> [TASK INPUT]
# # # # # # #

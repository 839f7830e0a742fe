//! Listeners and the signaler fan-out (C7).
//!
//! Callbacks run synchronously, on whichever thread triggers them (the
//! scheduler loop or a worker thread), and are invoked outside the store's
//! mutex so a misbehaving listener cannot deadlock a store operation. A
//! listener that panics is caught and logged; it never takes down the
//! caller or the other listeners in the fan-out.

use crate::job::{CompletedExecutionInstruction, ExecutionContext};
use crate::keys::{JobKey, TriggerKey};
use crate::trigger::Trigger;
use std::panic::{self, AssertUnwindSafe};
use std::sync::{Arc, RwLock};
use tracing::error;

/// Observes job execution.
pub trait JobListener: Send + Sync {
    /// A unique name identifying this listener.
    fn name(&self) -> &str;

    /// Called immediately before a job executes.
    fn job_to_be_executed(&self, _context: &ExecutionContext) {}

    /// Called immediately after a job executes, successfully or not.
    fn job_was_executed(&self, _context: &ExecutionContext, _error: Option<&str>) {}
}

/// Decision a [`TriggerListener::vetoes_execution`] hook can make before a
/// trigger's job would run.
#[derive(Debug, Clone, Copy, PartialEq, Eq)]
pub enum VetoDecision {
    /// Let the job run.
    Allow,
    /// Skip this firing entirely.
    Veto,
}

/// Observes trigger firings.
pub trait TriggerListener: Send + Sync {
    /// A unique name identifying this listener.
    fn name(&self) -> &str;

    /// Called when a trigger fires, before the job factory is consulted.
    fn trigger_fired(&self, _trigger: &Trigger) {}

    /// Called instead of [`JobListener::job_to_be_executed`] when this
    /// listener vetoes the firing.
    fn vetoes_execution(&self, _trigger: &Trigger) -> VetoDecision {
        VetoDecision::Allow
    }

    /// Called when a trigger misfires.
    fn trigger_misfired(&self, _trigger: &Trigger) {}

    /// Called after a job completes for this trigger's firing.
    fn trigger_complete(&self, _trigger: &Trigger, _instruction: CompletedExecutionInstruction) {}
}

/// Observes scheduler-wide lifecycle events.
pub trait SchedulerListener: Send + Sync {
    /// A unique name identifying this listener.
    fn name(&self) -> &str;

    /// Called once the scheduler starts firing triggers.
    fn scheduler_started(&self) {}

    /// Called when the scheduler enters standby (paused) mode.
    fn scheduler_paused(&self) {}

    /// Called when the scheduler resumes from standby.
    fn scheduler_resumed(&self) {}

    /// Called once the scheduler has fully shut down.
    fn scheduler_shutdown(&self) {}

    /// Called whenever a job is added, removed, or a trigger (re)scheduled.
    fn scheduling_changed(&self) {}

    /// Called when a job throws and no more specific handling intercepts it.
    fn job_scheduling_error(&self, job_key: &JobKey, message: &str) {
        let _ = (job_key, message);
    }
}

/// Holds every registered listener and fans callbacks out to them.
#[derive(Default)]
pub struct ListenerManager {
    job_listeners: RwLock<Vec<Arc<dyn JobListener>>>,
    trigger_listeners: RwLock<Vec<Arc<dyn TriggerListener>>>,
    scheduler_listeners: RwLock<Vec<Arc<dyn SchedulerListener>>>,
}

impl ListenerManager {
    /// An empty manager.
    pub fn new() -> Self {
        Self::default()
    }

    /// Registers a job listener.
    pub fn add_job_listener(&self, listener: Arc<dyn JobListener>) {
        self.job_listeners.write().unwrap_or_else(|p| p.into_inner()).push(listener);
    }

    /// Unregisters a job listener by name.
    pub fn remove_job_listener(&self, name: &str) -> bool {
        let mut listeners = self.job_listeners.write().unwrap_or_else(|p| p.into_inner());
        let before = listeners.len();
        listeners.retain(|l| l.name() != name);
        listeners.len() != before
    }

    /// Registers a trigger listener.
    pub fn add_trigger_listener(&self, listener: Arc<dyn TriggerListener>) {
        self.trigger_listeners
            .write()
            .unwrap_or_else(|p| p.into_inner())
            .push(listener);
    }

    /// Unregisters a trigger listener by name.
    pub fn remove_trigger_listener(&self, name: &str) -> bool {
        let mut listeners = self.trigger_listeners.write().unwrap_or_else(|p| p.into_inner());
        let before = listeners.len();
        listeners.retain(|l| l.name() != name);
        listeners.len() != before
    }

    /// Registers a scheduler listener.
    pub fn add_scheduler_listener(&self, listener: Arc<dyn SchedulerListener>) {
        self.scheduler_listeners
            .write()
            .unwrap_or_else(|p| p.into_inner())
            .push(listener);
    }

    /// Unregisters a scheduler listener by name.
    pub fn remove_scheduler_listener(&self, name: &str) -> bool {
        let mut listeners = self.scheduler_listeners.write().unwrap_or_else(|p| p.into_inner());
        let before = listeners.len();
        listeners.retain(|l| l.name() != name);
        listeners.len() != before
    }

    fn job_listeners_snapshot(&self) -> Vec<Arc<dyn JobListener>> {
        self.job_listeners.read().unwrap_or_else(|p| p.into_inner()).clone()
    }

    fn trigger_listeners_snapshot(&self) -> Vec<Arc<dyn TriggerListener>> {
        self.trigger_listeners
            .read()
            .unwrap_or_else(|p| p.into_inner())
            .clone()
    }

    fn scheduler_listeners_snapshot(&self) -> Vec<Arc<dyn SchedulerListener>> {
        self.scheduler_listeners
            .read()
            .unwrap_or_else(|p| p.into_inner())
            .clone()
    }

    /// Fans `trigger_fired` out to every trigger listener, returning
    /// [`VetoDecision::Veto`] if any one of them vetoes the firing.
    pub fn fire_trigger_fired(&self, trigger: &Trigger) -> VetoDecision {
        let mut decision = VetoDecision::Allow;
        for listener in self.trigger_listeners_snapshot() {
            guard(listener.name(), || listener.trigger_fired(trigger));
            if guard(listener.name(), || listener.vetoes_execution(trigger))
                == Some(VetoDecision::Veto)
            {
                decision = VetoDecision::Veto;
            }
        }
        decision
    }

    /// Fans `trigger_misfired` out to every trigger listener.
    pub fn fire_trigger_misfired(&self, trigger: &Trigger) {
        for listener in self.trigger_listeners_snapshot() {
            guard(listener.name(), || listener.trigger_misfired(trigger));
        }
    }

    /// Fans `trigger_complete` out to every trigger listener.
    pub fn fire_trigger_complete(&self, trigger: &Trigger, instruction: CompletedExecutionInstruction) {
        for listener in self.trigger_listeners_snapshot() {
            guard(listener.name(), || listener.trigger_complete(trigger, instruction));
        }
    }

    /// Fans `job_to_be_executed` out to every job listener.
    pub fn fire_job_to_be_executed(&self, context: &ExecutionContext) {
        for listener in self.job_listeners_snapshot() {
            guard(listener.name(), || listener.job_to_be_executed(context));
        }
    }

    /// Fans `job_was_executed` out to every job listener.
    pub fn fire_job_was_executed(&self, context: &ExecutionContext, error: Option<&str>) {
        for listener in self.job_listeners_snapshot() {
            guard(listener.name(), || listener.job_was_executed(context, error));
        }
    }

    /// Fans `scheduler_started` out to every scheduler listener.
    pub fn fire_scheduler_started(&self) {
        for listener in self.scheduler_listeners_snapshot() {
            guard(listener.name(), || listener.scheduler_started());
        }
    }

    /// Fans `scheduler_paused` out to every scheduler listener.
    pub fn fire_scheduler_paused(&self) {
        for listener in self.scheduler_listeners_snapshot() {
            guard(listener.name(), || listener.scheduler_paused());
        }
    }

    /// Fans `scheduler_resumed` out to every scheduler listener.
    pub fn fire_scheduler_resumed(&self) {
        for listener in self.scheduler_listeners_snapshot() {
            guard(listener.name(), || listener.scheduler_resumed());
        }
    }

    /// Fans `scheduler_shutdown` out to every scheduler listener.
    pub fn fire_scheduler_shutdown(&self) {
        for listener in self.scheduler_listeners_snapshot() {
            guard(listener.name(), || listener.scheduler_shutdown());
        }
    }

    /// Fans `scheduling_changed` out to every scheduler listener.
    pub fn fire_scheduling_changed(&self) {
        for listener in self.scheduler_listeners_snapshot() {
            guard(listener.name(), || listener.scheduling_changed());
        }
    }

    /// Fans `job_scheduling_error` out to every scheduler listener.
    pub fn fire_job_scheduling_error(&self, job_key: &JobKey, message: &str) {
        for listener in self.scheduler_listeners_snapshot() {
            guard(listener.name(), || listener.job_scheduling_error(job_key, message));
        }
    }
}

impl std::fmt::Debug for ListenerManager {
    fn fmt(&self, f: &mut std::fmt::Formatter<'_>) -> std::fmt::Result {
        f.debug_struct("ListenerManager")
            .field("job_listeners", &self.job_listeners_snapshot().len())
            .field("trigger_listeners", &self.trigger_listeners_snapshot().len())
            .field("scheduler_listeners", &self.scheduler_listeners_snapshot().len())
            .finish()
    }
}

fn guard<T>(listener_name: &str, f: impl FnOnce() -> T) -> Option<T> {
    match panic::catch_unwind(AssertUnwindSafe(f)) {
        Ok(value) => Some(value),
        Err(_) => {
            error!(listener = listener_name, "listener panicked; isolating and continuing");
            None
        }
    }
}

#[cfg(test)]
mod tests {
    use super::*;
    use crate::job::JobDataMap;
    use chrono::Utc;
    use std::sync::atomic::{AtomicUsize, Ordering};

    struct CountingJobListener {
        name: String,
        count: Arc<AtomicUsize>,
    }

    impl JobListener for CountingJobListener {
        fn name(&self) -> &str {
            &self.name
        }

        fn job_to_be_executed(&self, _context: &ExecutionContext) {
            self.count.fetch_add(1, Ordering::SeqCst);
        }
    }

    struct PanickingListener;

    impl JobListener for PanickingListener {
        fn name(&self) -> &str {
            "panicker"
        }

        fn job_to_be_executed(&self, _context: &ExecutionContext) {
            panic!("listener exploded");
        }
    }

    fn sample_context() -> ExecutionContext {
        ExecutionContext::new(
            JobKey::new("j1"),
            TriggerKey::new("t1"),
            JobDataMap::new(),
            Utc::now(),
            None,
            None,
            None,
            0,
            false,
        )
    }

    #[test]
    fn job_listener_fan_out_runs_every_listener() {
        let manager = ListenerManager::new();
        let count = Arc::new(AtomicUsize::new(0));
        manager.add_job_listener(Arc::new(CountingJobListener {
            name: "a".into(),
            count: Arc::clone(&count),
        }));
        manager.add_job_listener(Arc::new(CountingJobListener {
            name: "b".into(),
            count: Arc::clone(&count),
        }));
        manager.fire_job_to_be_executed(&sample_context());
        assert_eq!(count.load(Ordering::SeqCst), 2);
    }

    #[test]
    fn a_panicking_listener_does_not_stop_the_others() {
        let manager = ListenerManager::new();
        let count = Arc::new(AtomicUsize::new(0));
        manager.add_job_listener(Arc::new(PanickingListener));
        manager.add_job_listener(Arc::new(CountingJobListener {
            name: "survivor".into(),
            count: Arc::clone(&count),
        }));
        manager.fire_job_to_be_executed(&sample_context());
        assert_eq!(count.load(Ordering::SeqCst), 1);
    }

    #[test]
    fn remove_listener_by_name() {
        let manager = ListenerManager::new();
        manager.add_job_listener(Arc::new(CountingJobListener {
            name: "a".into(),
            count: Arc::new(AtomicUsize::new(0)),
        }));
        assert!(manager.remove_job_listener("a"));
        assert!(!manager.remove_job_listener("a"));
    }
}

# # # # # # #

> [REQUIRED WORK] Whenever the string "Unregisters" appears on a line of the material, that line counts; report the count and nothing else.

> [FINISHED EXERCISE] 3